Global DNA methylation level sensing using methyl-CpG binding domain-fused luciferase and fluorescent protein

Abstract

Methylation at the 5-position of cytosine in CpG dinucleotides is involved in the regulation of gene expression. In cancer cells, aberrant CpG methylation patterns are observed, characterized by promoter hypermethylation on tumor suppressor genes and global hypomethylation inducing genomic instability. We previously reported that global DNA methylation levels were quantified by bioluminescence resonance energy transfer (BRET) between methyl-CpG binding domain (MBD)-fused firefly luciferase and DNA intercalating dye.
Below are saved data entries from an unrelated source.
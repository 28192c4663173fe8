use std::io;

use auxwire_frame::{FrameError, MalformedReason};
use auxwire_proto::ProtoError;

/// Errors that can occur in session operations.
#[derive(Debug, thiserror::Error)]
pub enum SessionError {
    /// A received frame body is not valid COBS.
    #[error("malformed frame ({len} bytes): {reason} at offset {offset}")]
    MalformedFrame {
        len: usize,
        offset: usize,
        reason: MalformedReason,
    },

    /// A frame decoded cleanly but its payload is not a valid message.
    #[error("failed to parse {len}-byte payload: {source}")]
    ParseFailed {
        len: usize,
        #[source]
        source: ProtoError,
    },

    /// The input ended in the middle of a frame.
    #[error("stream ended inside a frame ({buffered} bytes buffered)")]
    TruncatedFrame { buffered: usize },

    /// A frame exceeds the configured maximum.
    #[error("frame too large: {size} bytes (max {max})")]
    FrameTooLarge { size: usize, max: usize },

    /// The input stream failed.
    #[error("read failed: {0}")]
    ReadFailed(#[source] io::Error),

    /// The output stream rejected a frame.
    #[error("write of {len}-byte payload failed: {source}")]
    WriteFailed {
        len: usize,
        #[source]
        source: io::Error,
    },

    /// The send half failed earlier and accepts no more messages.
    #[error("session closed")]
    Closed,

    /// A duty cycle that cannot be mapped onto the device range.
    #[error("invalid duty cycle {0}: expected a number in [0, 1]")]
    InvalidDuty(f64),

    /// An outbound message could not be serialized.
    #[error("failed to serialize message: {0}")]
    Serialize(#[source] ProtoError),

    /// Connection setup failed.
    #[error("transport error: {0}")]
    Transport(#[from] auxwire_transport::TransportError),
}

impl SessionError {
    /// Whether the error comes from the link itself rather than from
    /// message content or caller input.
    pub fn is_transport(&self) -> bool {
        !matches!(
            self,
            Self::ParseFailed { .. } | Self::InvalidDuty(_) | Self::Serialize(_)
        )
    }

    pub(crate) fn from_read(err: FrameError) -> Self {
        match err {
            FrameError::Malformed {
                len,
                offset,
                reason,
            } => Self::MalformedFrame {
                len,
                offset,
                reason,
            },
            FrameError::Truncated { buffered } => Self::TruncatedFrame { buffered },
            FrameError::TooLarge { size, max } => Self::FrameTooLarge { size, max },
            FrameError::Io(source) => Self::ReadFailed(source),
            FrameError::ConnectionClosed => {
                Self::ReadFailed(io::Error::from(io::ErrorKind::UnexpectedEof))
            }
        }
    }

    pub(crate) fn from_write(len: usize, err: FrameError) -> Self {
        match err {
            FrameError::TooLarge { size, max } => Self::FrameTooLarge { size, max },
            FrameError::Io(source) => Self::WriteFailed { len, source },
            FrameError::ConnectionClosed => Self::WriteFailed {
                len,
                source: io::Error::from(io::ErrorKind::WriteZero),
            },
            other => Self::WriteFailed {
                len,
                source: io::Error::other(other.to_string()),
            },
        }
    }
}

pub type Result<T> = std::result::Result<T, SessionError>;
The assay simply and accurately detects global DNA methylation levels, but requires a 30-min incubation period for the DNA intercalating dye to bind to genomic DNA. In this study, a rapid system for measuring global DNA methylation levels was developed using MBD-fused NanoLuc luciferase (Nluc) and MBD-fused fluorescent protein, monomeric Venus (mVenus). When the MBD-fused Nluc and MBD-fused mVenus simultaneously bind to adjacent methyl-CpGs, the amount of which is associated with the global DNA methylation level, BRET occurs between two. We demonstrated that the BRET signal between MBD-fused Nluc and MBD-fused mVenus was detected on double-stranded DNA containing two methyl-CpG sites, and the efficiency depended on the distance between two methyl-CpG sites. In addition, global DNA methylation levels were quantified within 3 min by the BRET assay (R² = 0.99). These results indicate that the global DNA methylation levels can be easily, accurately, and rapidly quantified by the BRET assay using MBD-fused Nluc and MBD-fused mVenus.